Description
Dans l’article Continuous Deployment, nous avons vu comment améliorer le Time To Market, tout en garantissant la qualité des développements.
L’étape suivante est de garantir que ces déploiements fréquents n’impactent pas la disponibilité du site.
Et c’est là qu’intervient le Zero Downtime Deployment (ZDD), qui permet de déployer une nouvelle version d’un système sans interrompre le bon fonctionnement du service.

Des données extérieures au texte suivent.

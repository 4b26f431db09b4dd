//! Renders the whole sample config as a typed object
//!
//! The listener deserializes every setting into [`Sample`] and updates the
//! view from the polling task, without handing the update to another task.
//!
//! Run with: cargo run --example object_listener

mod common;

use common::{Sample, TextView, init_tracing, sdk_key};
use configcat::{AutoPollingBuilder, ConfigCatClient, ConfigurationParser};
use std::sync::{Arc, Mutex};
use tracing::warn;

#[tokio::main]
async fn main() -> Result<(), Box<dyn std::error::Error>> {
    init_tracing();

    let view = Arc::new(Mutex::new(TextView::default()));

    let listener_view = view.clone();
    let mode = AutoPollingBuilder::new()
        .auto_poll_interval_in_seconds(5)
        .configuration_change_listener(move |parser: &ConfigurationParser, config: &str| {
            match parser.parse::<Sample>(config, None) {
                Ok(sample) => {
                    if let Ok(mut view) = listener_view.lock() {
                        view.set_text(sample.to_string());
                    }
                }
                Err(e) => warn!("Could not read the sample config: {}", e),
            }
        })
        .build()?;

    let client = ConfigCatClient::builder().mode(mode).build(&sdk_key())?;

    println!("Polling every 5 seconds. Press Ctrl+C to stop.\n");
    tokio::signal::ctrl_c().await?;

    client.close();
    Ok(())
}
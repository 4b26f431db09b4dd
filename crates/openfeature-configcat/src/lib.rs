//! ConfigCat Provider for OpenFeature
//!
//! Evaluates OpenFeature flags with a [`ConfigCatClient`]. Targeting rules and
//! percentage rollouts run locally against the downloaded config.
//!
//! # Installation
//!
//! Add the dependency in your `Cargo.toml`:
//! ```toml
//! [dependencies]
//! open-feature-configcat = "0.1"
//! open-feature = "0.2"
//! ```
//!
//! # Example Usage
//!
//! ```rust,no_run
//! use configcat::ClientOptions;
//! use open_feature::provider::FeatureProvider;
//! use open_feature::EvaluationContext;
//! use open_feature_configcat::ConfigCatProvider;
//!
//! #[tokio::main]
//! async fn main() {
//!     let provider = ConfigCatProvider::new(
//!         "PKDVCLf-Hq-h-kCzMp-L7Q/HhOWfwVtZ0mb30i9wi17GQ",
//!         ClientOptions::default(),
//!     )
//!     .unwrap();
//!
//!     let context = EvaluationContext::default()
//!         .with_targeting_key("user-123")
//!         .with_custom_field("email", "user@example.com");
//!
//!     let result = provider.resolve_bool_value("isPOCFeatureEnabled", &context).await;
//!     println!("Feature enabled: {}", result.unwrap().value);
//! }
//! ```
//!
//! # Context mapping
//!
//! | EvaluationContext | ConfigCat user |
//! |-------------------|----------------|
//! | `targeting_key` | Identifier |
//! | `email` | Email |
//! | `country` | Country |
//! | any other primitive | custom attribute |
//!
//! Struct fields are ignored. Struct flags do not exist in ConfigCat, so
//! `resolve_struct_value` always fails with `TypeMismatch`.

pub mod error;

use async_trait::async_trait;
use configcat::{ClientBuilder, ClientOptions, ConfigCatClient, SettingValue, User};
use open_feature::provider::{FeatureProvider, ProviderMetadata, ResolutionDetails};
use open_feature::{
    EvaluationContext, EvaluationContextFieldValue, EvaluationError, EvaluationErrorCode,
    EvaluationReason as Reason, StructValue,
};
use std::collections::HashMap;
use std::fmt;
use std::sync::Arc;
use tracing::{debug, instrument, warn};

pub use error::ConfigCatProviderError;
pub use error::ConfigCatProviderError as Error;

/// The ConfigCat OpenFeature provider.
pub struct ConfigCatProvider {
    metadata: ProviderMetadata,
    client: Arc<ConfigCatClient>,
}

impl fmt::Debug for ConfigCatProvider {
    fn fmt(&self, f: &mut fmt::Formatter<'_>) -> fmt::Result {
        f.debug_struct("ConfigCatProvider")
            .field("metadata", &self.metadata)
            .field("client", &self.client)
            .finish()
    }
}

impl ConfigCatProvider {
    /// Builds a client for `sdk_key` and wraps it.
    ///
    /// # Errors
    ///
    /// Returns [`ConfigCatProviderError::Config`] if the SDK key is empty, the
    /// base URL is invalid, or auto polling is requested outside a tokio runtime.
    #[instrument(skip(sdk_key, options))]
    pub fn new(sdk_key: &str, options: ClientOptions) -> Result<Self, ConfigCatProviderError> {
        debug!("Initializing ConfigCatProvider");
        let client = ClientBuilder::with_options(options).build(sdk_key)?;
        Ok(Self::from_client(Arc::new(client)))
    }

    /// Creates a provider from an existing client.
    pub fn from_client(client: Arc<ConfigCatClient>) -> Self {
        Self {
            metadata: ProviderMetadata::new("configcat"),
            client,
        }
    }

    pub fn client(&self) -> &Arc<ConfigCatClient> {
        &self.client
    }

    async fn resolve<T: SettingValue + Default>(
        &self,
        flag_key: &str,
        context: &EvaluationContext,
    ) -> Result<ResolutionDetails<T>, EvaluationError> {
        validate_flag_key(flag_key)?;
        let user = context_to_user(context);
        let details = self
            .client
            .get_value_details(flag_key, user.as_ref(), T::default())
            .await;

        if let Some(failure) = details.error {
            return Err(ConfigCatProviderError::from(failure).into());
        }

        let reason = if details.matched_rule.is_some() || details.matched_percentage.is_some() {
            Reason::TargetingMatch
        } else {
            Reason::Default
        };

        Ok(ResolutionDetails {
            value: details.value,
            reason: Some(reason),
            variant: details.variation_id,
            flag_metadata: None,
        })
    }
}

#[async_trait]
impl FeatureProvider for ConfigCatProvider {
    fn metadata(&self) -> &ProviderMetadata {
        &self.metadata
    }

    #[instrument(skip(self, context))]
    async fn resolve_bool_value(
        &self,
        flag_key: &str,
        context: &EvaluationContext,
    ) -> Result<ResolutionDetails<bool>, EvaluationError> {
        debug!("Resolving boolean flag: {}", flag_key);
        self.resolve(flag_key, context).await
    }

    #[instrument(skip(self, context))]
    async fn resolve_string_value(
        &self,
        flag_key: &str,
        context: &EvaluationContext,
    ) -> Result<ResolutionDetails<String>, EvaluationError> {
        debug!("Resolving string flag: {}", flag_key);
        self.resolve(flag_key, context).await
    }

    #[instrument(skip(self, context))]
    async fn resolve_int_value(
        &self,
        flag_key: &str,
        context: &EvaluationContext,
    ) -> Result<ResolutionDetails<i64>, EvaluationError> {
        debug!("Resolving integer flag: {}", flag_key);
        self.resolve(flag_key, context).await
    }

    #[instrument(skip(self, context))]
    async fn resolve_float_value(
        &self,
        flag_key: &str,
        context: &EvaluationContext,
    ) -> Result<ResolutionDetails<f64>, EvaluationError> {
        debug!("Resolving float flag: {}", flag_key);
        self.resolve(flag_key, context).await
    }

    #[instrument(skip(self, _context))]
    async fn resolve_struct_value(
        &self,
        flag_key: &str,
        _context: &EvaluationContext,
    ) -> Result<ResolutionDetails<StructValue>, EvaluationError> {
        validate_flag_key(flag_key)?;
        Err(EvaluationError {
            code: EvaluationErrorCode::TypeMismatch,
            message: Some(format!(
                "Flag '{}' cannot be resolved as a struct, ConfigCat settings are bool, int, double or string",
                flag_key
            )),
        })
    }
}

/// Validate that a flag key is not empty.
pub fn validate_flag_key(flag_key: &str) -> Result<(), EvaluationError> {
    if flag_key.is_empty() {
        return Err(EvaluationError {
            code: EvaluationErrorCode::General("Invalid flag key".to_string()),
            message: Some("Flag key cannot be empty".to_string()),
        });
    }
    Ok(())
}

/// Convert an OpenFeature EvaluationContext to a ConfigCat user.
///
/// Returns `None` for an empty context so that targeting is skipped.
pub fn context_to_user(context: &EvaluationContext) -> Option<User> {
    if context.targeting_key.is_none() && context.custom_fields.is_empty() {
        return None;
    }

    let mut builder = User::builder();
    let mut custom = HashMap::new();
    for (key, value) in &context.custom_fields {
        let value = match value {
            EvaluationContextFieldValue::Bool(b) => b.to_string(),
            EvaluationContextFieldValue::Int(i) => i.to_string(),
            EvaluationContextFieldValue::Float(f) => f.to_string(),
            EvaluationContextFieldValue::String(s) => s.clone(),
            EvaluationContextFieldValue::DateTime(dt) => dt.to_string(),
            EvaluationContextFieldValue::Struct(_) => {
                warn!(
                    "Attribute '{}': Struct values in evaluation context are not supported as ConfigCat user attributes and will be ignored.",
                    key
                );
                continue;
            }
        };
        match key.as_str() {
            "email" | "Email" => builder = builder.email(value),
            "country" | "Country" => builder = builder.country(value),
            _ => {
                custom.insert(key.clone(), value);
            }
        }
    }

    let identifier = context.targeting_key.clone().unwrap_or_default();
    Some(builder.custom(custom).build(identifier))
}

Mais comment s’assurer d’un déploiement « sans accroc » ?
Le ZDD en pratique
La mise en oeuvre du Zero Downtime Deployment se base sur un certain nombre de patterns et de bonnes pratiques.
Principaux Patterns
Blue/Green Deployment
C’est le pattern classique de ZDD. Il suppose que l’application soit hébergé sur au moins deux chaînes applicatives, puisque l’objectif est de déployer la version N+1 d’une application sur une des chaînes, tandis que le service est maintenu sur les chaînes encore en version N.
Pattern associé : Canary Release
Ce pattern permet de confronter la version N+1 à une population restreinte d’utilisateurs, tandis que la majorité des utilisateurs ont accès à la version N. Les mécanismes sont identiques au Blue/Green Deployment.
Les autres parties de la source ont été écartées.